-- Opening Marker --

//! Linear-time tidy tree layout
//!
//! Buchheim, Jünger and Leipert's improvement of Walker's algorithm. The first
//! walk assigns every node a preliminary x relative to its siblings and a
//! modifier that is pushed down onto its subtree; the second walk sums the
//! modifiers into absolute coordinates.
//!
//! All per-node working state lives in a table owned by one call to
//! [`compute`], indexed by [`NodeId`]. Both walks use explicit stacks.

use crate::tree::{NodeId, Tree};

use super::config::LayoutConfig;
use super::error::LayoutError;
use super::measure::{TextBox, TextMeasurer};
use super::types::{NodePosition, TreeLayout, TreeSize};

/// Compute node positions for `tree`
///
/// Labels are measured once up front. If the measurer is unavailable nothing
/// is laid out.
pub fn compute<M>(
    tree: &Tree,
    config: &LayoutConfig,
    measurer: &M,
) -> Result<TreeLayout, LayoutError>
where
    M: TextMeasurer + ?Sized,
{
    config.validate()?;
    let root = tree.root().ok_or(LayoutError::EmptyTree)?;
    if !measurer.is_available() {
        return Err(LayoutError::measurer_unavailable(
            "cannot measure label text",
        ));
    }

    let boxes: Vec<TextBox> = (0..tree.len())
        .map(|i| sanitize(measurer.measure(&tree.node(NodeId(i)).label)))
        .collect();

    let mut walker = Walker::new(tree, config.h_sep);
    walker.first_walk(root);
    let (positions, size) = walker.second_walk(root, config.v_sep, &boxes);

    Ok(TreeLayout::new(positions, boxes, size))
}

/// Non-finite or negative sizes count as zero
fn sanitize(mut text_box: TextBox) -> TextBox {
    if !text_box.width.is_finite() || text_box.width < 0.0 {
        text_box.width = 0.0;
    }
    if !text_box.height.is_finite() || text_box.height < 0.0 {
        text_box.height = 0.0;
    }
    text_box
}

/// Working state of one node during the first walk
#[derive(Debug, Clone, Copy)]
struct Scratch {
    prelim: f64,
    modifier: f64,
    shift: f64,
    change: f64,
    thread: Option<NodeId>,
    ancestor: NodeId,
    /// Index among siblings
    number: usize,
}

impl Scratch {
    fn new(id: NodeId) -> Self {
        Self {
            prelim: 0.0,
            modifier: 0.0,
            shift: 0.0,
            change: 0.0,
            thread: None,
            ancestor: id,
            number: 0,
        }
    }
}

struct Walker<'t> {
    tree: &'t Tree,
    h_sep: f64,
    scratch: Vec<Scratch>,
}

impl<'t> Walker<'t> {
    fn new(tree: &'t Tree, h_sep: f64) -> Self {
        let mut scratch: Vec<Scratch> = (0..tree.len()).map(|i| Scratch::new(NodeId(i))).collect();
        for i in 0..tree.len() {
            for (number, child) in tree.children(NodeId(i)).iter().enumerate() {
                scratch[child.index()].number = number;
            }
        }
        Self {
            tree,
            h_sep,
            scratch,
        }
    }

    fn s(&self, id: NodeId) -> &Scratch {
        &self.scratch[id.index()]
    }

    fn s_mut(&mut self, id: NodeId) -> &mut Scratch {
        &mut self.scratch[id.index()]
    }

    fn next_left(&self, v: NodeId) -> Option<NodeId> {
        self.tree.children(v).first().copied().or(self.s(v).thread)
    }

    fn next_right(&self, v: NodeId) -> Option<NodeId> {
        self.tree.children(v).last().copied().or(self.s(v).thread)
    }

    /// Bottom-up pass
    ///
    /// Subtrees are finished in post-order. A node's own prelim depends on
    /// its left sibling, so it is placed by its parent right before the
    /// parent apportions it.
    fn first_walk(&mut self, root: NodeId) {
        for v in postorder(self.tree, root) {
            self.finish(v);
        }
        self.place(root, None);
    }

    /// Place and apportion the children of `v`, then apply deferred shifts
    fn finish(&mut self, v: NodeId) {
        let tree = self.tree;
        let children = tree.children(v);
        let Some(&leftmost) = children.first() else {
            return;
        };

        let mut dac = leftmost;
        let mut left = None;
        for &child in children {
            self.place(child, left);
            if let Some(w) = left {
                dac = self.apportion(child, w, dac);
            }
            left = Some(child);
        }
        self.execute_shifts(v);
    }

    /// Set the prelim (and for internal nodes the modifier) of `v`
    fn place(&mut self, v: NodeId, left_sibling: Option<NodeId>) {
        let tree = self.tree;
        let from_left = left_sibling.map(|w| self.s(w).prelim + self.h_sep);
        let children = tree.children(v);

        match (children.first(), children.last()) {
            (Some(&first), Some(&last)) => {
                let midpoint = (self.s(first).prelim + self.s(last).prelim) * 0.5;
                let s = self.s_mut(v);
                match from_left {
                    Some(prelim) => {
                        s.prelim = prelim;
                        s.modifier = prelim - midpoint;
                    }
                    None => s.prelim = midpoint,
                }
            }
            _ => {
                if let Some(prelim) = from_left {
                    self.s_mut(v).prelim = prelim;
                }
            }
        }
    }

    /// Push the subtree of `v` right until it clears the subtrees of its left
    /// siblings. Returns the new default ancestor.
    fn apportion(&mut self, v: NodeId, left_sibling: NodeId, mut dac: NodeId) -> NodeId {
        let tree = self.tree;
        let leftmost = tree
            .parent(v)
            .and_then(|p| tree.children(p).first().copied())
            .unwrap_or(left_sibling);

        // Outside and inside contours of the left forest and the right subtree
        let (mut ll, mut lr, mut rl, mut rr) = (leftmost, left_sibling, v, v);
        let mut ll_mod = self.s(ll).modifier;
        let mut lr_mod = self.s(lr).modifier;
        let mut rl_mod = self.s(rl).modifier;
        let mut rr_mod = self.s(rr).modifier;

        while let (Some(next_lr), Some(next_rl)) = (self.next_right(lr), self.next_left(rl)) {
            // Outside contours are at least as deep as the inside ones
            let outer = (self.next_left(ll), self.next_right(rr));
            debug_assert!(
                outer.0.is_some() && outer.1.is_some(),
                "outer contour ended above inner contour at {}",
                v
            );
            let (Some(next_ll), Some(next_rr)) = outer else {
                break;
            };
            ll = next_ll;
            lr = next_lr;
            rl = next_rl;
            rr = next_rr;
            self.s_mut(rr).ancestor = v;

            let shift = (self.s(lr).prelim + lr_mod) - (self.s(rl).prelim + rl_mod) + self.h_sep;
            if shift > 0.0 {
                let w0 = self.ancestor(lr, v, dac);
                self.move_subtree(w0, v, shift);
                rl_mod += shift;
                rr_mod += shift;
            }

            ll_mod += self.s(ll).modifier;
            lr_mod += self.s(lr).modifier;
            rl_mod += self.s(rl).modifier;
            rr_mod += self.s(rr).modifier;
        }

        if let Some(next_lr) = self.next_right(lr) {
            if self.next_right(rr).is_none() {
                let s = self.s_mut(rr);
                s.thread = Some(next_lr);
                s.modifier += lr_mod - rr_mod;
            }
        }

        if let Some(next_rl) = self.next_left(rl) {
            if self.next_left(ll).is_none() {
                let s = self.s_mut(ll);
                s.thread = Some(next_rl);
                s.modifier += rl_mod - ll_mod;
                dac = v;
            }
        }

        dac
    }

    /// Sibling of `v` whose subtree contains `vi`, falling back to `dac`
    fn ancestor(&self, vi: NodeId, v: NodeId, dac: NodeId) -> NodeId {
        let candidate = self.s(vi).ancestor;
        if self.tree.parent(candidate) == self.tree.parent(v) {
            candidate
        } else {
            dac
        }
    }

    /// Shift the subtree of `w1` right and record how the shift is spread
    /// over the siblings between `w0` and `w1`
    fn move_subtree(&mut self, w0: NodeId, w1: NodeId, shift: f64) {
        // w0 is always a left sibling of w1
        let subtrees = self.s(w1).number.saturating_sub(self.s(w0).number).max(1) as f64;

        let right = self.s_mut(w1);
        right.change -= shift / subtrees;
        right.shift += shift;
        right.prelim += shift;
        right.modifier += shift;

        self.s_mut(w0).change += shift / subtrees;
    }

    /// Apply the shifts recorded by `move_subtree` to the children of `v`
    fn execute_shifts(&mut self, v: NodeId) {
        let tree = self.tree;
        let mut shift = 0.0;
        let mut change = 0.0;
        for &child in tree.children(v).iter().rev() {
            let s = self.s_mut(child);
            s.prelim += shift;
            s.modifier += shift;
            change += s.change;
            shift += s.shift + change;
        }
    }

    /// Top-down pass: absolute coordinates and the tree extent
    fn second_walk(
        &self,
        root: NodeId,
        v_sep: f64,
        boxes: &[TextBox],
    ) -> (Vec<NodePosition>, TreeSize) {
        let mut positions = vec![NodePosition::default(); self.tree.len()];
        let mut bounds = Bounds::new();

        let mut stack = vec![(root, -self.s(root).prelim, 0usize)];
        while let Some((v, m, depth)) = stack.pop() {
            let x = self.s(v).prelim + m;
            let y = depth as f64 * v_sep;
            positions[v.index()] = NodePosition::new(x, y);
            bounds.update(x, y, boxes[v.index()].width);

            let child_m = m + self.s(v).modifier;
            stack.extend(
                self.tree
                    .children(v)
                    .iter()
                    .rev()
                    .map(|&c| (c, child_m, depth + 1)),
            );
        }

        (positions, bounds.finish())
    }
}

/// Running extent of the second walk
struct Bounds {
    xmin: f64,
    xmin_corrected: f64,
    xmax: f64,
    ymax: f64,
}

impl Bounds {
    fn new() -> Self {
        Self {
            xmin: f64::INFINITY,
            xmin_corrected: 0.0,
            xmax: f64::NEG_INFINITY,
            ymax: f64::NEG_INFINITY,
        }
    }

    fn update(&mut self, x: f64, y: f64, width: f64) {
        // Only the first node reaching a new minimum corrects it
        if x < self.xmin {
            self.xmin = x;
            self.xmin_corrected = x - width * 0.5;
        }
        self.xmax = self.xmax.max(x + width);
        self.ymax = self.ymax.max(y);
    }

    fn finish(self) -> TreeSize {
        TreeSize {
            xmin: self.xmin_corrected,
            xmax: self.xmax,
            ymax: self.ymax,
        }
    }
}

/// Node ids in post-order, children left to right
fn postorder(tree: &Tree, root: NodeId) -> Vec<NodeId> {
    let mut order = Vec::with_capacity(tree.len());
    let mut stack = vec![root];
    while let Some(v) = stack.pop() {
        order.push(v);
        stack.extend(tree.children(v).iter().copied());
    }
    order.reverse();
    order
}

-- Closing Marker --

● Problem details:
Which lines in the records above contain the word "leftmost"? Return each of them.

● Response:
        let Some(&leftmost) = children.first() else {
        let mut dac = leftmost;
        let leftmost = tree
        let (mut ll, mut lr, mut rl, mut rr) = (leftmost, left_sibling, v, v);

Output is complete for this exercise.